Very few friendships last a lifetime. But when a young C. S. Lewis got to know a young Arthur Greeves, their friendship was one of those rarities. They corresponded almost until the day of Lewis’s death. We have all of that correspondence, and it’s filled with treasures.
In 1933, not too long after Lewis’s conversion, Greeves had written in one of his letters that there can be “no good without evil.” The recently converted Lewis, rethinking all of his former views, responded that he considered that statement to be “absolutely untrue.” The opposite, though, the idea that there can be “no evil without good,” he declared to be “absolutely true.” What did he mean?
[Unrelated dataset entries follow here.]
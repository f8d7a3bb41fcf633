//! Replay protection list.
//!
//! One entry per source holds the highest accepted sequence number and
//! whether it was recorded under the previous IV index. A message from a
//! source is accepted when it was sent under a newer IV index than the
//! stored one, or under the same IV index with a strictly higher sequence
//! number.
//!
//! Segmented messages check in reserve mode: the slot is located and the
//! message judged, but nothing is recorded until the segment has been
//! validated and [`ReplayList::commit`] is called.

use crate::{RplEntry, Settings};
use parking_lot::Mutex;
use std::sync::Arc;
use tracing::{debug, warn};

/// Replay-relevant fields of a received message
#[derive(Debug, Clone, Copy, PartialEq, Eq)]
pub struct RplQuery {
    /// Source address
    pub src: u16,
    /// Sequence number
    pub seq: u32,
    /// Received under the previous IV index
    pub old_iv: bool,
}

/// Handle of a reserved replay slot
#[derive(Debug, Clone, Copy, PartialEq, Eq)]
pub struct RplSlot(usize);

/// Result of a replay check
#[derive(Debug, Clone, Copy, PartialEq, Eq)]
pub enum RplCheck {
    /// Accepted and recorded
    Accepted,
    /// Accepted, recording deferred to [`ReplayList::commit`]
    Reserved(RplSlot),
    /// Replayed or no room to track the source
    Rejected,
}

impl RplCheck {
    /// Whether the message must be dropped
    pub fn is_rejected(&self) -> bool {
        matches!(self, RplCheck::Rejected)
    }
}

/// Fixed-capacity replay protection list
pub struct ReplayList {
    entries: Mutex<Vec<RplEntry>>,
    store: Option<Arc<dyn Settings>>,
}

impl ReplayList {
    /// Create an empty list with `capacity` entries
    pub fn new(capacity: usize) -> Self {
        Self {
            entries: Mutex::new(vec![RplEntry::default(); capacity]),
            store: None,
        }
    }

    /// Create a list backed by a settings store, loading persisted entries
    pub fn with_store(capacity: usize, store: Arc<dyn Settings>) -> Self {
        let mut entries = vec![RplEntry::default(); capacity];
        match store.load_rpl() {
            Ok(stored) => {
                for (slot, entry) in entries.iter_mut().zip(stored) {
                    *slot = entry;
                }
            }
            Err(e) => warn!("Failed to load replay list: {}", e),
        }

        Self {
            entries: Mutex::new(entries),
            store: Some(store),
        }
    }

    /// Check a message against the list.
    ///
    /// With `reserve` set an accepted message is not recorded yet.
    pub fn check(&self, rx: &RplQuery, reserve: bool) -> RplCheck {
        let mut entries = self.entries.lock();

        for (idx, entry) in entries.iter_mut().enumerate() {
            if entry.src == 0 {
                return self.accept(idx, entry, rx, reserve);
            }

            if entry.src != rx.src {
                continue;
            }

            if rx.old_iv && !entry.old_iv {
                debug!(
                    "Replay: src 0x{:04x} seq 0x{:06x} from old IV index",
                    rx.src, rx.seq
                );
                return RplCheck::Rejected;
            }

            if (!rx.old_iv && entry.old_iv) || entry.seq < rx.seq {
                return self.accept(idx, entry, rx, reserve);
            }

            debug!(
                "Replay: src 0x{:04x} seq 0x{:06x} stored seq 0x{:06x}",
                rx.src, rx.seq, entry.seq
            );
            return RplCheck::Rejected;
        }

        warn!("Replay list full, dropping src 0x{:04x}", rx.src);
        RplCheck::Rejected
    }

    fn accept(&self, idx: usize, entry: &mut RplEntry, rx: &RplQuery, reserve: bool) -> RplCheck {
        if reserve {
            return RplCheck::Reserved(RplSlot(idx));
        }
        self.record(entry, rx);
        RplCheck::Accepted
    }

    /// Record a message in a previously reserved slot
    pub fn commit(&self, slot: RplSlot, rx: &RplQuery) {
        let mut entries = self.entries.lock();
        if let Some(entry) = entries.get_mut(slot.0) {
            // The slot may have been taken by another source since
            if entry.src != 0 && entry.src != rx.src {
                warn!(
                    "Replay slot {} reused by 0x{:04x}, not recording 0x{:04x}",
                    slot.0, entry.src, rx.src
                );
                return;
            }
            self.record(entry, rx);
        }
    }

    fn record(&self, entry: &mut RplEntry, rx: &RplQuery) {
        entry.src = rx.src;
        entry.seq = rx.seq;
        entry.old_iv = rx.old_iv;

        if let Some(store) = &self.store {
            if let Err(e) = store.store_rpl(*entry) {
                warn!("Failed to store replay entry 0x{:04x}: {}", entry.src, e);
            }
        }
    }

    /// Age the list when the IV index advances.
    ///
    /// Entries already from the old IV index are dropped; the rest become old.
    pub fn update_on_iv_update(&self) {
        let mut entries = self.entries.lock();
        let mut removed = Vec::new();

        for entry in entries.iter_mut().filter(|e| e.src != 0) {
            if entry.old_iv {
                removed.push(entry.src);
                *entry = RplEntry::default();
            } else {
                entry.old_iv = true;
                if let Some(store) = &self.store {
                    if let Err(e) = store.store_rpl(*entry) {
                        warn!("Failed to store replay entry 0x{:04x}: {}", entry.src, e);
                    }
                }
            }
        }

        // Keep occupied entries at the front so the empty-slot scan stays valid
        entries.sort_by_key(|e| e.src == 0);

        if let Some(store) = &self.store {
            for src in removed {
                if let Err(e) = store.remove_rpl(src) {
                    warn!("Failed to remove replay entry 0x{:04x}: {}", src, e);
                }
            }
        }
    }

    /// Drop every entry
    pub fn clear(&self) {
        let mut entries = self.entries.lock();
        for entry in entries.iter_mut() {
            *entry = RplEntry::default();
        }

        if let Some(store) = &self.store {
            if let Err(e) = store.clear_rpl() {
                warn!("Failed to clear stored replay list: {}", e);
            }
        }
    }

    /// Stored entry for a source
    pub fn get(&self, src: u16) -> Option<RplEntry> {
        self.entries.lock().iter().find(|e| e.src == src && src != 0).copied()
    }

    /// Number of occupied entries
    pub fn len(&self) -> usize {
        self.entries.lock().iter().filter(|e| e.src != 0).count()
    }

    /// Whether the list holds no entries
    pub fn is_empty(&self) -> bool {
        self.len() == 0
    }
}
Lewis explained to Greeves that we live with a false idea about God, our desires, and the things He seeks to give us.
I think one may be quite rid of the old haunting suspicion—which raises its head in every temptation—that there is something else than God—some other country . . . into which He forbids us to trespass—some kind of delight wh. He “doesn’t appreciate” or just chooses to forbid, but which wd. be real delight if only we were allowed to get it.
The thing just isn’t there.
Whatever we desire is either what God is trying to give us as quickly as He can, or else a false picture of what He is trying to give us . . . wh. would not attract us for a moment if we saw the real thing.
We get this false image of God wanting to keep us from “real” delights when, in fact, He wants to give us those real delights. We go astray whenever we think that there are any genuine delights outside of Him. By attempting to get those delights in our own way, we ruin them.
“Only because He has laid up real goods for us to desire are we able to go wrong by snatching at them in greedy, misdirected ways,” Lewis explained. Then he gets down to the nub of his argument: “The truth is that evil is not a real thing at all, like God.” What can he mean? Don’t we see evil all around us? He continued:
It is simply good spoiled. That is why I say there can be good without evil, but no evil without good. You know what the biologists mean by a parasite—an animal that lives on another animal. Evil is a parasite. It is there only because good is there for it to spoil and confuse.
Reading this, I was reminded of a passage in the book of James:
Let no one say when he is tempted, “I am being tempted by God”; for God cannot be tempted by evil, and He Himself does not tempt anyone. But each one is tempted when he is carried away and enticed by his own lust. Then when lust has conceived, it gives birth to sin; and when sin is accomplished, it brings forth death. Do not be deceived, my beloved brethren. Every good thing given and every perfect gift is from above, coming down from the Father of lights, with whom there is no variation or shifting shadow.James 1:13-17
The word “lust” in this passage simply means “desire” in the Greek, and is used for good desires as well as bad. We have certain desires that are fine in themselves, desires that God would like to fulfill. But what do we do? We follow a wrong path in an attempt to fulfill the desire, and that is what gives birth to sin. It is as Lewis says: evil is “simply good spoiled”; it “is a parasite.”
God has given us genuine desires. Only through Him can those desires be met. When we try to meet them outside of Him, we fall into sin, and as that passage notes, the end of sin is death.
So let’s commit ourselves to life, not death. Let’s allow God to be the One through whom all desires are channeled, for He will ensure they are realized in a godly, fulfilling way.